● **INSTRUCTIONS FOR THE TASK**:
Some lines in the listing hold the word "exprs". Return each of them.

==================================================

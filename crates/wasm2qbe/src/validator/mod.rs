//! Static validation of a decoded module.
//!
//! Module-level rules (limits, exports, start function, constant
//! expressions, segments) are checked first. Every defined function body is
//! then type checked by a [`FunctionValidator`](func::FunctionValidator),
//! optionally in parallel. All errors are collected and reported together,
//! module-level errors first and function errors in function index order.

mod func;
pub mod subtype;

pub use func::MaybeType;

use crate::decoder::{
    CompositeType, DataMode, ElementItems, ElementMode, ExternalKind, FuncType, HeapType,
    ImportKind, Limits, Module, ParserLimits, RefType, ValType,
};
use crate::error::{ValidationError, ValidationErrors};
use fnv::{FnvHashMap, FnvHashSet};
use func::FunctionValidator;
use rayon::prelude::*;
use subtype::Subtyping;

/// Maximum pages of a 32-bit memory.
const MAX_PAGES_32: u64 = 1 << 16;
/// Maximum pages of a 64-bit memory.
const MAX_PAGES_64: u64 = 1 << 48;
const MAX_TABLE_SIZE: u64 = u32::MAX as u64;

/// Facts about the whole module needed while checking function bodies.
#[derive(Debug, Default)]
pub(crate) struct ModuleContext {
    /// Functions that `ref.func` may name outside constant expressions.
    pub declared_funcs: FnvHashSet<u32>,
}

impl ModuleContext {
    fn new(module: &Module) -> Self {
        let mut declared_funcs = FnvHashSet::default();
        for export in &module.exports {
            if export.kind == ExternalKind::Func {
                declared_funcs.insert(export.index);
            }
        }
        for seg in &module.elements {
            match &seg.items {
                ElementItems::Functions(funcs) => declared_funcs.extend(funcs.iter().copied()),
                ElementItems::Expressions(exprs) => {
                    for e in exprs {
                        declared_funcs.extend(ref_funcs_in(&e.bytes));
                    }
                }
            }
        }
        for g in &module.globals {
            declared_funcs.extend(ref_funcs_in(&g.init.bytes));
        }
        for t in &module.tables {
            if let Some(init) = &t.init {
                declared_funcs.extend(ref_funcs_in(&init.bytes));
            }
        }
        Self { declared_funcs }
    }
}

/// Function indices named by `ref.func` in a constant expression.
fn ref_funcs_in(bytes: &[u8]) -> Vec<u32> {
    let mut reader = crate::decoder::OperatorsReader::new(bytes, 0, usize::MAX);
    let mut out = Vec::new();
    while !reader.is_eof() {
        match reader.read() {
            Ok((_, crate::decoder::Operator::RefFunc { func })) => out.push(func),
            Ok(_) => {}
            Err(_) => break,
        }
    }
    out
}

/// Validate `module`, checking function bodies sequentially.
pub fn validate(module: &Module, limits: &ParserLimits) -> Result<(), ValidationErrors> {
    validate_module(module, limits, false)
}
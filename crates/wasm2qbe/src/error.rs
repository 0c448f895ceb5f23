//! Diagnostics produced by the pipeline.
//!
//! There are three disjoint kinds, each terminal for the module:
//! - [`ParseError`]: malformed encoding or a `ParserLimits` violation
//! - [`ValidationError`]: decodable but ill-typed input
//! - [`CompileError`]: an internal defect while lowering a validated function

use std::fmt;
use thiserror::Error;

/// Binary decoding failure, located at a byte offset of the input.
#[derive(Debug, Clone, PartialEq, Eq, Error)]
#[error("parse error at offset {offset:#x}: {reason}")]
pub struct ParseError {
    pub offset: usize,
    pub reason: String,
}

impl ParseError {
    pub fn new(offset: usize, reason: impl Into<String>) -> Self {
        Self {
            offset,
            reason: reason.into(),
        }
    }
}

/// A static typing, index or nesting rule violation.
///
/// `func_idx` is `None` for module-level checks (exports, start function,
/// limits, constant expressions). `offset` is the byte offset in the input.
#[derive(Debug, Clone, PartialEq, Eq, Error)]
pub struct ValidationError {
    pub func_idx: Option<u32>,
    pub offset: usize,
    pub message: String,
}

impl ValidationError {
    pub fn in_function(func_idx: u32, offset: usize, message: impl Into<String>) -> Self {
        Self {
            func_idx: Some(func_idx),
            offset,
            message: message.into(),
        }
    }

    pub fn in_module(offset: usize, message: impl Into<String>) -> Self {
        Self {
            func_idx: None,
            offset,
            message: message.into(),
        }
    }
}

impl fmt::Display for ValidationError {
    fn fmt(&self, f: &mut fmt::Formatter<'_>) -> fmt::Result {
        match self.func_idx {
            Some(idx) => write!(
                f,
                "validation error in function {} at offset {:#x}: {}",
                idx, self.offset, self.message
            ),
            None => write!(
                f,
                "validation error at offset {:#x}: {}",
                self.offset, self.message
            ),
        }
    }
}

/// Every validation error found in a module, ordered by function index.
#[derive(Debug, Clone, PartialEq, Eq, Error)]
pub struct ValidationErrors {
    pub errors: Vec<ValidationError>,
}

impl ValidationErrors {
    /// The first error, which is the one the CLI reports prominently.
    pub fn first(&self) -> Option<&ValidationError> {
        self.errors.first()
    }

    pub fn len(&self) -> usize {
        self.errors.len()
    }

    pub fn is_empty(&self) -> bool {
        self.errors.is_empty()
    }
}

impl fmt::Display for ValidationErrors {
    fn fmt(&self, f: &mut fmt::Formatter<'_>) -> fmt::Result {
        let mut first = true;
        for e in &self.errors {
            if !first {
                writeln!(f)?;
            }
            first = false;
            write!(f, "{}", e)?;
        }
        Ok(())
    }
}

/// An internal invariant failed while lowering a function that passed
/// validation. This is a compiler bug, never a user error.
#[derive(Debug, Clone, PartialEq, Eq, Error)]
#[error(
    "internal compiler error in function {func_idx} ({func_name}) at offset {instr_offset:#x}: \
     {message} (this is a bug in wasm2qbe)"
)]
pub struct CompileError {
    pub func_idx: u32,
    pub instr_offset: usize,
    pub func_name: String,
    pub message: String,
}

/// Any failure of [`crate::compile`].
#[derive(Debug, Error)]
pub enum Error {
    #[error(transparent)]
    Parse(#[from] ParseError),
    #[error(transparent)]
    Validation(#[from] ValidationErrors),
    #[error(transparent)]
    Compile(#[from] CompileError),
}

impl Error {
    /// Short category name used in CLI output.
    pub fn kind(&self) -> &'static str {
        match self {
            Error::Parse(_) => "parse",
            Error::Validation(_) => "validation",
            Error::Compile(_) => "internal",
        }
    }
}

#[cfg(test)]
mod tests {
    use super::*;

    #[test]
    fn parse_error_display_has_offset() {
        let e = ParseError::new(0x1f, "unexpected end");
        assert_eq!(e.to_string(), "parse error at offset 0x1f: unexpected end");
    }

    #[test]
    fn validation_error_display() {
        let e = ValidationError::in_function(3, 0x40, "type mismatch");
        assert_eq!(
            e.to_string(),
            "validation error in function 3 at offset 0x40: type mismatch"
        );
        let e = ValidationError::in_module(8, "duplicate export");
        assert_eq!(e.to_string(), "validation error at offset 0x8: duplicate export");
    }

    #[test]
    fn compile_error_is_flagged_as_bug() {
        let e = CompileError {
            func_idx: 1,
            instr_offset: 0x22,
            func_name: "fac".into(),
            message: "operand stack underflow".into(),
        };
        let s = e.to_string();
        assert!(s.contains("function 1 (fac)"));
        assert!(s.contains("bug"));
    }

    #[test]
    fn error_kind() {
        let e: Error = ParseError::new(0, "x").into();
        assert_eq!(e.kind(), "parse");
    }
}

==================================================

● **SOLUTION TO THIS TASK**:
                ElementItems::Expressions(exprs) => {
                    for e in exprs {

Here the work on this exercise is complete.